Activity: Extract the lines from the first line of the records below through the line containing "pub struct RedisConfig", inclusive, and reproduce them exactly as written.

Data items

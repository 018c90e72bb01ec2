use std::env;

#[derive(Clone, Debug)]
pub struct Config {
    pub port: u16,
    pub app_env: String,
    pub app_base_url: String,
    pub cors_origins: Vec<String>,
    pub store_backend: StoreBackend,
    pub db: DbConfig,
    pub redis: RedisConfig,
    pub jwt: JwtConfig,
    pub rate_limit: RateLimitConfig,
    pub directory: DirectoryConfig,
    pub stripe: StripeConfig,
}

#[derive(Clone, Copy, Debug, PartialEq, Eq)]
pub enum StoreBackend {
    Postgres,
    Memory,
}

#[derive(Clone, Debug)]
pub struct DbConfig {
    pub host: String,
    pub port: u16,
    pub database: String,
    pub user: String,
    pub password: String,
    pub pool_min: u32,
    pub pool_max: u32,
}

#[derive(Clone, Debug)]
pub struct RedisConfig {
    pub enabled: bool,
    pub host: String,
    pub port: u16,
    pub password: Option<String>,
    pub db: u8,
    pub key_prefix: String,
}

#[derive(Clone, Debug)]
pub struct JwtConfig {
    pub secret: String,
    pub access_expiry_secs: i64,
    pub refresh_expiry_secs: i64,
}

#[derive(Clone, Debug)]
pub struct RateLimitConfig {
    pub window_secs: u64,
    pub max_requests: u32,
    pub submission_max: u32,
}

#[derive(Clone, Debug)]
pub struct DirectoryConfig {
    pub cache_seconds: u64,
}

#[derive(Clone, Debug)]
pub struct StripeConfig {
    pub secret_key: String,
    pub webhook_secret: String,
    pub currency: String,
    pub connect_return_path: String,
    pub connect_refresh_path: String,
    pub checkout_success_path: String,
    pub checkout_cancel_path: String,
}

const DEFAULT_JWT_SECRET: &str = "change-me-to-a-secure-random-string";

fn env_or(key: &str, default: &str) -> String {
    env::var(key).unwrap_or_else(|_| default.to_string())
}

fn env_or_parse<T: std::str::FromStr>(key: &str, default: T) -> T {
    env::var(key)
        .ok()
        .and_then(|v| v.parse().ok())
        .unwrap_or(default)
}

impl Config {
    pub fn from_env() -> Self {
        Self {
            port: env_or_parse("PORT", 8080),
            app_env: env_or("APP_ENV", "development"),
            app_base_url: env_or("APP_BASE_URL", "http://localhost:3000")
                .trim_end_matches('/')
                .to_string(),
            cors_origins: env_or("CORS_ORIGINS", "http://localhost:3000")
                .split(',')
                .map(|s| s.trim().to_string())
                .filter(|s| !s.is_empty())
                .collect(),
            store_backend: parse_store_backend(&env_or("STORE_BACKEND", "postgres")),
            db: DbConfig {
                host: env_or("DB_HOST", "localhost"),
                port: env_or_parse("DB_PORT", 5432),
                database: env_or("DB_NAME", "courtly"),
                user: env_or("DB_USER", "courtly"),
                password: env_or("DB_PASSWORD", ""),
                pool_min: env_or_parse("DB_POOL_MIN", 2),
                pool_max: env_or_parse("DB_POOL_MAX", 20),
            },
            redis: RedisConfig {
                enabled: env_or_parse("REDIS_ENABLED", true),
                host: env_or("REDIS_HOST", "localhost"),
                port: env_or_parse("REDIS_PORT", 6379),
                password: env::var("REDIS_PASSWORD").ok().filter(|s| !s.is_empty()),
                db: env_or_parse("REDIS_DB", 0),
                key_prefix: "courtly:".to_string(),
            },
            jwt: JwtConfig {
                secret: env_or("JWT_SECRET", DEFAULT_JWT_SECRET),
                access_expiry_secs: parse_duration_to_secs(&env_or("JWT_ACCESS_EXPIRY", "1h")),
                refresh_expiry_secs: parse_duration_to_secs(&env_or("JWT_REFRESH_EXPIRY", "30d")),
            },
            rate_limit: RateLimitConfig {
                window_secs: 60,
                max_requests: env_or_parse("RATE_LIMIT_MAX", 120),
                submission_max: env_or_parse("RATE_LIMIT_SUBMISSIONS", 10),
            },
            directory: DirectoryConfig {
                cache_seconds: env_or_parse("DIRECTORY_CACHE_SEC", 60),
            },
            stripe: StripeConfig {
                secret_key: env_or("STRIPE_SECRET_KEY", ""),
                webhook_secret: env_or("STRIPE_WEBHOOK_SECRET", ""),
                currency: env_or("STRIPE_CURRENCY", "usd").to_lowercase(),
                connect_return_path: env_or(
                    "STRIPE_CONNECT_RETURN_PATH",
                    "/dashboard/club/billing?onboarding=complete",
                ),
                connect_refresh_path: env_or(
                    "STRIPE_CONNECT_REFRESH_PATH",
                    "/dashboard/club/billing?onboarding=refresh",
                ),
                checkout_success_path: env_or(
                    "STRIPE_CHECKOUT_SUCCESS_PATH",
                    "/dashboard?membership=success",
                ),
                checkout_cancel_path: env_or(
                    "STRIPE_CHECKOUT_CANCEL_PATH",
                    "/dashboard?membership=cancelled",
                ),
            },
        }
    }

    pub fn is_production(&self) -> bool {
        self.app_env == "production"
    }

    /// Settings that leave a deployment open to forged tokens or webhooks.
    pub fn insecure_settings(&self) -> Vec<&'static str> {
        let mut issues = Vec::new();
        if self.jwt.secret.is_empty() || self.jwt.secret == DEFAULT_JWT_SECRET {
            issues.push("JWT_SECRET is empty or still the default");
        }
        if !self.stripe.secret_key.is_empty() && self.stripe.webhook_secret.is_empty() {
            issues.push("STRIPE_WEBHOOK_SECRET is empty; Stripe webhooks will be refused");
        }
        issues
    }

    /// Refuses to run production with insecure settings; elsewhere they are
    /// only logged.
    pub fn validate(&self) -> Result<(), String> {
        let issues = self.insecure_settings();
        if issues.is_empty() {
            return Ok(());
        }
        if self.is_production() {
            return Err(format!("insecure production config: {}", issues.join("; ")));
        }
        for issue in issues {
            tracing::warn!("{issue}");
        }
        Ok(())
    }

    /// Absolute URL on the web app for a path such as `/dashboard`.
    pub fn app_url(&self, path: &str) -> String {
        if path.starts_with("http://") || path.starts_with("https://") {
            return path.to_string();
        }
        format!("{}/{}", self.app_base_url, path.trim_start_matches('/'))
    }

    pub fn database_url(&self) -> String {
        if let Ok(url) = env::var("DATABASE_URL") {
            return url;
        }
        format!(
            "postgres://{}:{}@{}:{}/{}",
            self.db.user, self.db.password, self.db.host, self.db.port, self.db.database
        )
    }

    pub fn redis_url(&self) -> String {
        if let Ok(url) = env::var("REDIS_URL") {
            return url;
        }
        match &self.redis.password {
            Some(pw) if !pw.is_empty() => format!(
                "redis://:{}@{}:{}/{}",
                pw, self.redis.host, self.redis.port, self.redis.db
            ),
            _ => format!(
                "redis://{}:{}/{}",
                self.redis.host, self.redis.port, self.redis.db
            ),
        }
    }
}

fn parse_store_backend(s: &str) -> StoreBackend {
    match s.trim().to_lowercase().as_str() {
        "memory" | "in-memory" => StoreBackend::Memory,
        _ => StoreBackend::Postgres,
    }
}

fn parse_duration_to_secs(s: &str) -> i64 {
    let s = s.trim();
    if s.is_empty() {
        return 3600;
    }
    let (num_str, unit) = s.split_at(s.len() - 1);
    let num: i64 = num_str.parse().unwrap_or(1);
    match unit {
        "s" => num,
        "m" => num * 60,
        "h" => num * 3600,
        "d" => num * 86400,
        _ => s.parse().unwrap_or(3600),
    }
}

Written solution:
repository 018c90e72bb01ec2
use std::env;

#[derive(Clone, Debug)]
pub struct Config {
    pub port: u16,
    pub app_env: String,
    pub app_base_url: String,
    pub cors_origins: Vec<String>,
    pub store_backend: StoreBackend,
    pub db: DbConfig,
    pub redis: RedisConfig,
    pub jwt: JwtConfig,
    pub rate_limit: RateLimitConfig,
    pub directory: DirectoryConfig,
    pub stripe: StripeConfig,
}

#[derive(Clone, Copy, Debug, PartialEq, Eq)]
pub enum StoreBackend {
    Postgres,
    Memory,
}

#[derive(Clone, Debug)]
pub struct DbConfig {
    pub host: String,
    pub port: u16,
    pub database: String,
    pub user: String,
    pub password: String,
    pub pool_min: u32,
    pub pool_max: u32,
}

#[derive(Clone, Debug)]
pub struct RedisConfig {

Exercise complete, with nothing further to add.